In response to the unprecedented challenges posed by the pandemic and at the urging of the World Bank Group and the International Monetary Fund, in April 2020, the G20 launched the Debt Service Suspension Initiative (DSSI) to provide temporary liquidity support for low-income countries. The G-20 countries agreed to extend the deferral period through the end of 2021. In November 2020, the G20 agreed on a Common Framework for Debt Treatments beyond the DSSI, an initiative to restructure unsustainable debt situations and protracted financing gaps in DSSI-eligible countries.

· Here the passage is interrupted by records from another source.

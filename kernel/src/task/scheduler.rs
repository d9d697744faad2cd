// =============================================================================
// mpkernel — Per-Core Scheduler
// =============================================================================
//
// Every core runs `enter_scheduler_loop` forever. The loop never occupies a
// process slot; it scans the table in slot order and runs each `Runnable`
// process it finds.
//
// LOCK HAND-OFF:
//   The table lock is held across every switch, in both directions.
//
//     scheduler                          process
//     ---------                          -------
//     lock table
//     mark Running, switch ───────────▶  (resumes inside sched, or starts
//                                         in fork_return)
//                                        ... releases the lock, runs,
//                                        locks the table again, records a
//                                        new state ...
//     (switch returns) ◀──────────────── sched: switch
//     clear current, keep scanning
//
//   So the lock is acquired in one stack frame and released in another. The
//   spin lock tolerates this because its bookkeeping is per core and every
//   hand-off stays on one core. `sched` checks the contract on the way in:
//   this core holds the table lock and nothing else, interrupts are off,
//   and the caller has already moved itself out of `Running`.
//
// FIRST RUN:
//   A new process has no saved context to resume. Its `EntryAction` is
//   `ForkReturn`, so the scheduler starts `fork_return` on the process's
//   kernel stack instead. `fork_return` drops the lock the scheduler handed
//   over and returns to user mode through the process's trapframe.
//
// =============================================================================

use alloc::vec::Vec;
use core::mem;
use core::sync::atomic::Ordering;

use crate::arch;
use crate::kernel::Kernel;
use crate::memory::address::VirtAddr;

use super::cpu::Cpu;
use super::process::{EntryAction, Pid, ProcState};
use super::table::TableGuard;
use super::trapframe::TrapFrame;

impl Kernel {
    /// Run processes on this core forever.
    ///
    /// Called once per core after its bring-up, with interrupts off.
    pub fn enter_scheduler_loop(&'static self) -> ! {
        let cpu = self.mycpu();
        cpu.set_current(None);
        klog::debug!("cpu {}: scheduler running", cpu.hw_id);
        loop {
            // Let device completions and ticks in while we look for work.
            arch::enable_interrupts();

            let table = self.procs.lock.lock();
            let mut ran = false;
            for idx in 0..self.procs.slots.len() {
                if self.procs.slots[idx].state() != ProcState::Runnable {
                    continue;
                }
                self.run(cpu, &table, idx);
                ran = true;
            }
            drop(table);

            if !ran {
                arch::idle();
            }
        }
    }

    /// Switch to the runnable process in `idx` and return once it gives the
    /// core back.
    fn run(&'static self, cpu: &Cpu, table: &TableGuard<'_>, idx: usize) {
        let slot = &self.procs.slots[idx];
        let private = slot.private_ptr();

        // SAFETY: the process is Runnable and we hold the table lock, so it
        // is not executing anywhere and nobody else will pick it.
        let (tf, entry) = unsafe {
            let p = &mut *private;
            let Some(tf) = p.trapframe else {
                panic!("scheduler: pid {} has no trapframe", slot.pid());
            };
            let Some(space) = p.space.as_ref() else {
                panic!("scheduler: pid {} has no address space", slot.pid());
            };
            cpu.set_current(Some(idx));
            // Traps from user mode land just above the trapframe.
            space.activate(VirtAddr::new(tf.as_ptr() as u64) + mem::size_of::<TrapFrame>() as u64);
            (tf, mem::replace(&mut p.entry, EntryAction::Resume))
        };
        slot.set_state(table, ProcState::Running);

        let sched_ctx = cpu.scheduler.get();
        // SAFETY: both contexts stay valid across the switch; the process
        // context belongs to a slot that cannot be reclaimed while we hold
        // the table lock, and the process hands the lock back before we
        // resume here.
        unsafe {
            match entry {
                EntryAction::ForkReturn => arch::switch_to_fresh(
                    sched_ctx,
                    VirtAddr::new(tf.as_ptr() as u64),
                    fork_return,
                    self as *const Kernel as usize,
                ),
                EntryAction::Resume => arch::switch(sched_ctx, &raw const (*private).context),
            }
        }

        debug_assert!(
            self.procs.lock.holding(),
            "scheduler: process returned without the table lock"
        );
        arch::activate_address_space(self.kmap.root());
        cpu.set_current(None);
    }

    /// Give the core back to this core's scheduler loop.
    ///
    /// The caller holds the table lock (and only it) and has already moved
    /// the process out of `Running`. Returns, still holding the lock, when
    /// some scheduler picks the process again.
    pub(crate) fn sched(&self, table: &TableGuard<'_>, idx: usize) {
        let _ = table;
        if !self.procs.lock.holding() {
            panic!("sched: table lock not held");
        }
        let core = arch::this_cpu();
        if core.ncli.load(Ordering::Relaxed) != 1 {
            panic!("sched locks");
        }
        let slot = &self.procs.slots[idx];
        if slot.state() == ProcState::Running {
            panic!("sched running");
        }
        if arch::interrupts_enabled() {
            panic!("sched interruptible");
        }

        // Whether interrupts were on belongs to this kernel thread, not to
        // the core it happens to be on.
        let intena = core.intena.load(Ordering::Relaxed);
        let sched_ctx = self.mycpu().scheduler.get();
        // SAFETY: we are the running process, so our context is ours to
        // save into; the scheduler context was saved when it switched to us.
        unsafe { arch::switch(&raw mut (*slot.private_ptr()).context, sched_ctx) };
        // Possibly a different core from here on.
        arch::this_cpu().intena.store(intena, Ordering::Relaxed);
    }

    /// Give up the core for one scheduling round.
    pub fn yield_current(&self) {
        let idx = self.this_proc();
        let table = self.procs.lock.lock();
        let slot = &self.procs.slots[idx];
        if slot.state() != ProcState::Running {
            panic!("yield: pid {} is {}", slot.pid(), slot.state().as_str());
        }
        slot.set_state(&table, ProcState::Runnable);
        self.sched(&table, idx);
        drop(table);
    }

    /// Pids in `Running` state and pids installed as some core's current
    /// process, both read under the table lock. Equal as sets whenever the
    /// lock is free.
    pub fn assignments(&self) -> (Vec<Pid>, Vec<Pid>) {
        let table = self.procs.lock.lock();
        let mut running: Vec<Pid> = self
            .procs
            .slots
            .iter()
            .filter(|s| s.state() == ProcState::Running)
            .map(|s| s.pid())
            .collect();
        let mut current: Vec<Pid> = self
            .cpus
            .iter()
            .filter_map(Cpu::current_slot)
            .map(|idx| self.procs.slots[idx].pid())
            .collect();
        drop(table);
        running.sort();
        current.sort();
        (running, current)
    }
}

/// First code a new process runs, on its own kernel stack.
///
/// `kernel` is the address of the `&'static Kernel` that scheduled it.
extern "C-unwind" fn fork_return(kernel: usize) -> ! {
    // SAFETY: the scheduler passes the address of a kernel that lives for
    // the rest of the program.
    let kernel: &'static Kernel = unsafe { &*(kernel as *const Kernel) };
    // SAFETY: the scheduler on this core locked the table before switching
    // here, and its guard never releases on our behalf.
    unsafe { kernel.procs.lock.force_unlock() };

    let idx = kernel.this_proc();
    // SAFETY: we are the running process.
    let tf = match unsafe { kernel.procs.slots[idx].private() }.trapframe {
        Some(tf) => tf,
        None => panic!("fork_return: no trapframe"),
    };
    arch::enter_user(kernel, tf)
}
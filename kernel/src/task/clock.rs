//! Kernel tick counter.
//!
//! Incremented by the timer interrupt on the boot core. Timed waits block on
//! the counter's own address and re-check the count every tick.

use crate::error::KernelError;
use crate::kernel::Kernel;

use super::process::Channel;

impl Kernel {
    /// Called by the timer interrupt on every tick.
    pub fn tick(&self) {
        let mut ticks = self.ticks.lock();
        *ticks += 1;
        self.wakeup(Channel::of(&self.ticks));
        drop(ticks);
    }

    /// Return the current tick count.
    pub fn uptime(&self) -> u64 {
        *self.ticks.lock()
    }

    /// Block the calling process until the counter reaches `deadline`.
    pub fn block_until_tick(&self, deadline: u64) -> Result<(), KernelError> {
        let ticks = self.ticks.lock();
        self.wait_until_killable(Channel::of(&self.ticks), ticks, |now| *now >= deadline)
            .map(drop)
    }

    /// Block the calling process for `n` ticks.
    pub fn sleep_ticks(&self, n: u64) -> Result<(), KernelError> {
        self.block_until_tick(self.uptime().saturating_add(n))
    }
}
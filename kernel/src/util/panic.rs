// =============================================================================
// mpkernel — Kernel Panic Handler
// =============================================================================
//
// A panic means a kernel invariant broke: a lock taken twice, the scheduler
// entered with the wrong locks, the ancestor process exiting, a page mapped
// twice. Shared structures may be half updated, so nothing is retried.
//
// WHAT WE DO:
//   1. Log the message and location through klog at error level
//   2. Halt this core with interrupts off
//
// Other cores keep running until they trip over the same state or are
// stopped by the embedding kernel.
//
// =============================================================================

use core::panic::PanicInfo;

use crate::arch;

#[panic_handler]
fn panic(info: &PanicInfo) -> ! {
    arch::disable_interrupts();
    let core = arch::this_cpu().hw_id;
    match info.location() {
        Some(location) => klog::error!(
            "KERNEL PANIC on core {} at {}:{}: {}",
            core,
            location.file(),
            location.line(),
            info.message()
        ),
        None => klog::error!("KERNEL PANIC on core {}: {}", core, info.message()),
    }
    arch::halt_forever()
}
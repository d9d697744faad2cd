// =============================================================================
// mpkernel — CPU Utilities (x86_64)
// =============================================================================
//
// Per-core records, the interrupt flag, CR3 and the idle instruction. These
// are thin wrappers; policy lives in the scheduler and the lock primitives.
//
// CORE IDENTITY:
//   A core finds its own record by local APIC id (CPUID leaf 1, EBX[31:24]).
//   The id is stable for the life of the machine, so the lookup needs no
//   lock and works with interrupts in any state.
//
// =============================================================================

use core::sync::atomic::Ordering;

use ::x86_64::instructions::{interrupts, tlb};
use ::x86_64::registers::control::{Cr3, Cr3Flags};
use ::x86_64::structures::paging::PhysFrame as HwFrame;
use ::x86_64::PhysAddr as HwPhysAddr;

use crate::arch::CpuLocal;
use crate::memory::address::{PhysFrame, VirtAddr};

/// One record per possible APIC id.
const MAX_APIC_IDS: usize = 256;

static CPUS: [CpuLocal; MAX_APIC_IDS] = {
    let mut cpus = [const { CpuLocal::new(0) }; MAX_APIC_IDS];
    let mut id = 0;
    while id < MAX_APIC_IDS {
        cpus[id] = CpuLocal::new(id);
        id += 1;
    }
    cpus
};

/// Local APIC id of the executing core.
#[inline]
pub fn apic_id() -> usize {
    // SAFETY: CPUID leaf 1 exists on every x86_64 processor.
    let leaf = unsafe { core::arch::x86_64::__cpuid(1) };
    (leaf.ebx >> 24) as usize
}

/// The executing core's record.
#[inline]
pub fn this_cpu() -> &'static CpuLocal {
    &CPUS[apic_id()]
}

#[inline]
pub fn interrupts_enabled() -> bool {
    interrupts::are_enabled()
}

#[inline]
pub fn enable_interrupts() {
    interrupts::enable();
}

#[inline]
pub fn disable_interrupts() {
    interrupts::disable();
}

/// Load `root` into CR3. Skips the write (and the TLB flush it implies)
/// when the tree is already active.
pub fn activate_address_space(root: PhysFrame) {
    let cpu = this_cpu();
    let phys = root.start().as_u64();
    if cpu.active_root.swap(phys, Ordering::Relaxed) == phys {
        return;
    }
    let frame = HwFrame::containing_address(HwPhysAddr::new(phys));
    // SAFETY: every root handed to us carries the shared kernel half, so
    // the code and stack we are running on stay mapped.
    unsafe { Cr3::write(frame, Cr3Flags::empty()) };
}

/// Kernel stack the next trap from ring 3 lands on.
pub fn set_trap_stack(top: VirtAddr) {
    this_cpu().trap_stack.store(top.as_u64(), Ordering::Relaxed);
    super::usermode::load_rsp0(top.as_u64());
}

/// Drop every non-global translation on this core.
pub fn flush_tlb() {
    tlb::flush_all();
}

/// Wait for the next interrupt. Interrupts are enabled atomically with
/// the halt, so a wakeup arriving in between is not lost.
pub fn idle() {
    interrupts::enable_and_hlt();
}

/// Halts the CPU in an unrecoverable state.
pub fn halt_forever() -> ! {
    loop {
        interrupts::disable();
        ::x86_64::instructions::hlt();
    }
}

Overall, in 2020, net inflows from multilateral creditors to low- and middle-income countries rose to $117 billion, the highest level in a decade. Net debt inflows of external public debt to low-income countries rose 25% to $71 billion, also the highest level in a decade. Multilateral creditors, including the IMF, provided $42 billion in net inflows while bilateral creditors accounted for an additional $10 billion.
“Economies across the globe face a daunting challenge posed by high and rapidly rising debt levels,” said Carmen Reinhart, Senior Vice President and Chief Economist of the World Bank Group. “Policymakers need to prepare for the possibility of debt distress when financial market conditions turn less benign, particularly in emerging market and developing economies.”
Greater debt transparency is critical in addressing the risks posed by rising debt in many developing countries. To facilitate transparency, International Debt Statistics 2022 was expanded to provide more detailed and disaggregated data on external debt than ever before. The data now gives the breakdown of a borrowing country’s external debt stock to show the amount owed to each official and private creditor, the currency composition of this debt, and the terms on which loans were extended. For DSSI-eligible countries the dataset was expanded to include the debt service deferred in 2020 by each bilateral creditor and the projected month-by-month debt-service payments owed to them through 2021. The World Bank will also publish soon a new Debt Transparency in Developing Economies report that takes stock of debt transparency challenges in low-income countries and lays out a detailed list of recommendations to address them.
International Debt Statistics (IDS) is a longstanding annual publication of the World Bank featuring external debt statistics and analysis for the 123 low- and middle-income countries that report to the World Bank Debt Reporting System (DRS).